# Unusual flours



## Mad Cook (Oct 28, 2013)

On Saturday on my increasingly desperate search for medium oatmeal (an-whole-other issue), I went to the little "health food" shop in the village and discovered Kamut bread flour and decided to pick some up to try. It's made from a very ancient variety of wheat called Khorosan - apparentlt known to and used by the Ancient Egyptians.

Haven't tried it yet but wondered if any of my DC colleagues had used it. I'm a seasoned breadmaker of over 50 years practice - I was a bored 12 year old on a wet winter's afternoon and decided to experiment with Mother's old cookery book and have never looked back!- so technique is only important if the Kamut dough needs handling differently. Does it?

Co-incidentally, I've just received "All You Knead is Bread" byJane Mason. It mentions Kamut in the intro but I haven't found a recipe yet. (Incidentally if you have gluten problems this book isn't for you - she says in the intro that there are no suitable recipes in her book). Lots of interesting recipes but the fist chapter needs some proof reading as she contradicts herself a couple of times.


----------



## menumaker (Oct 28, 2013)

Can I ask you mad cook, Is medium oatmeal what I think of as Quaker porridge oats? If so, that is what I use!
Also, your Kamut flour sounds interesting and I wonder if it is a flour that is fine enough and would make nice, light flatbreads. I use Farine de Sarrasin here in France for them as it is a very fine wholemeal type flour that is actually used  for Galettes( for savory crepes ) and is similar to chapati flour, impossible to get here.


----------



## Mad Cook (Oct 28, 2013)

menumaker said:


> Can I ask you mad cook, Is medium oatmeal what I think of as Quaker porridge oats? If so, that is what I use!
> Also, your Kamut flour sounds interesting and I wonder if it is a flour that is fine enough and would make nice, light flatbreads. I use Farine de Sarrasin here in France for them as it is a very fine wholemeal type flour that is actually used for Galettes( for savory crepes ) and is similar to chapati flour, impossible to get here.


My reply to this has disappeared but I'll try and remember most of what it was. 

Kamut is wheat flour so it wouldn't be suitable for you if you have gluten problems. I don't know if it's as fine as sarrasin as I haven't opened the packet yet. 

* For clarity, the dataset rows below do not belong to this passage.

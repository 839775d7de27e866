/// Console allocated for the child and the wrapper's own messages
use crate::error::WrapperError;
use crate::visibility::ConsoleDisplay;
use anyhow::{Context, Result};
use std::io::{Read, Write};
use windows::core::PCWSTR;
use windows::Win32::Foundation::{HANDLE, HWND, LPARAM, WPARAM};
use windows::Win32::Storage::FileSystem::{
    CreateFileW, FILE_ATTRIBUTE_NORMAL, FILE_GENERIC_READ, FILE_GENERIC_WRITE, FILE_SHARE_READ,
    FILE_SHARE_WRITE, OPEN_EXISTING,
};
use windows::Win32::System::Console::{
    AllocConsole, FlushConsoleInputBuffer, FreeConsole, GetConsoleMode, GetConsoleWindow,
    GetStdHandle, SetConsoleMode, SetStdHandle, CONSOLE_MODE, ENABLE_ECHO_INPUT,
    ENABLE_LINE_INPUT, STD_ERROR_HANDLE, STD_INPUT_HANDLE, STD_OUTPUT_HANDLE,
};
use windows::Win32::UI::WindowsAndMessaging::{
    SendMessageW, ShowWindowAsync, HICON, ICON_BIG, ICON_SMALL, SW_HIDE, SW_SHOW, WM_SETICON,
};

use super::to_wide;

/// Console window handle, used to show, hide and decorate it
#[derive(Debug, Clone, Copy)]
pub struct ConsoleWindow(HWND);

impl ConsoleWindow {
    pub fn from_hwnd(hwnd: HWND) -> Self {
        Self(hwnd)
    }

    /// Put `icon` in the console's title bar and taskbar button
    pub fn set_icon(&self, icon: HICON) {
        unsafe {
            SendMessageW(
                self.0,
                WM_SETICON,
                WPARAM(ICON_SMALL as usize),
                LPARAM(icon.0),
            );
            SendMessageW(self.0, WM_SETICON, WPARAM(ICON_BIG as usize), LPARAM(icon.0));
        }
    }
}

impl ConsoleDisplay for ConsoleWindow {
    fn set_visible(&self, visible: bool) {
        // Async so the dispatch thread never waits on the console host
        unsafe {
            let _ = ShowWindowAsync(self.0, if visible { SW_SHOW } else { SW_HIDE });
        }
    }
}

/// An allocated console; freed on drop
pub struct ConsoleSession {
    window: ConsoleWindow,
}

impl ConsoleSession {
    /// Allocate a fresh console for this process
    pub fn allocate() -> Result<Self, WrapperError> {
        unsafe {
            AllocConsole()
                .map_err(|e| WrapperError::ConsoleAttach(e.message().to_string_lossy()))?;

            let hwnd = GetConsoleWindow();
            if hwnd.0 == 0 {
                let _ = FreeConsole();
                return Err(WrapperError::ConsoleAttach(
                    "console has no window".to_string(),
                ));
            }

            tracing::debug!("Console allocated");
            Ok(Self {
                window: ConsoleWindow(hwnd),
            })
        }
    }

    pub fn window(&self) -> ConsoleWindow {
        self.window
    }

    /// Point stdout, stderr and stdin at the console
    pub fn redirect_std_streams(&self) -> Result<()> {
        let output = open_console_device("CONOUT$").context("Failed to open CONOUT$")?;
        let input = open_console_device("CONIN$").context("Failed to open CONIN$")?;

        unsafe {
            SetStdHandle(STD_OUTPUT_HANDLE, output).context("Failed to set stdout")?;
            SetStdHandle(STD_ERROR_HANDLE, output).context("Failed to set stderr")?;
            SetStdHandle(STD_INPUT_HANDLE, input).context("Failed to set stdin")?;
        }

        Ok(())
    }

    /// Print the pause prompt and wait for a single key press
    pub fn pause(&self) {
        print!("Press any key to continue . . .");
        let _ = std::io::stdout().flush();

        if let Err(e) = wait_for_key() {
            tracing::warn!("Failed to wait for a key press: {}", e);
        }
        println!();
    }
}

impl Drop for ConsoleSession {
    fn drop(&mut self) {
        unsafe {
            let _ = FreeConsole();
        }
        tracing::debug!("Console freed");
    }
}

fn open_console_device(name: &str) -> Result<HANDLE> {
    let wide = to_wide(name);
    let handle = unsafe {
        CreateFileW(
            PCWSTR(wide.as_ptr()),
            (FILE_GENERIC_READ.0 | FILE_GENERIC_WRITE.0).into(),
            FILE_SHARE_READ | FILE_SHARE_WRITE,
            None,
            OPEN_EXISTING,
            FILE_ATTRIBUTE_NORMAL,
            HANDLE::default(),
        )?
    };
    Ok(handle)
}

/// Read one key from the console without line buffering or echo
fn wait_for_key() -> Result<()> {
    unsafe {
        let input = GetStdHandle(STD_INPUT_HANDLE)?;
        let _ = FlushConsoleInputBuffer(input);

        let mut original = CONSOLE_MODE::default();
        GetConsoleMode(input, &mut original)?;
        SetConsoleMode(input, original & !(ENABLE_LINE_INPUT | ENABLE_ECHO_INPUT))?;

        let mut buffer = [0u8; 16];
        let read = std::io::stdin().read(&mut buffer);

        let _ = SetConsoleMode(input, original);
        read?;
    }
    Ok(())
}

If you can't get chapatti flower what about gram/chick pea flour? I know I've seen it in France (most tourists look at the Eiffel Tower - I prowl the Hypermarch*e*s ) and I seem to remember that it's used in the south for something but I can't remember what.

** my keyboard won't do French accents.


----------



## CWS4322 (Oct 28, 2013)

I use chickpea flour all the time. I used to buy it at an Indian market, but now I grind my own (ditto for rice flour).

How to Make Chickpea Flour - Garbanzo Flour, Gram Flour, Besan

It has a sweet flavor. Here are some links to using Chickpea flour:

http://www.thekitchn.com/recipe-soc...rbs-and-greens-recipes-from-the-kitchn-187301

http://www.thekitchn.com/beyond-socca-5-more-ways-to-use-chickpea-flour-ingredient-spotlight-187659

http://www.nytimes.com/recipes/1014755/panelle.html


----------



## taxlady (Oct 29, 2013)

I have never baked with kamut, but I buy bread made with kamut once in a while at the health food store. I like it at home, but it wasn't very nice for sandwiches that we brought on a road trip.


----------



## menumaker (Oct 29, 2013)

That's a good idea MC, I'll look that out. I can get chickpea flour here you are right. Don't worry about your keyboard, mine doesn't either. it's a qwerty. I am just lucky to live here now!


----------



## taxlady (Oct 29, 2013)

I think there is some way to make my keyboard do French accents, but I can't figure out how. It's a French/English bilingual keyboard, because I'm in Québec. I use ALT 0233 to get é. You have to use the numbers on the numeric key pad.


----------



## GotGarlic (Oct 29, 2013)

taxlady said:


> I think there is some way to make my keyboard do French accents, but I can't figure out how. It's a French/English bilingual keyboard, because I'm in Québec. I use ALT 0233 to get é. You have to use the numbers on the numeric key pad.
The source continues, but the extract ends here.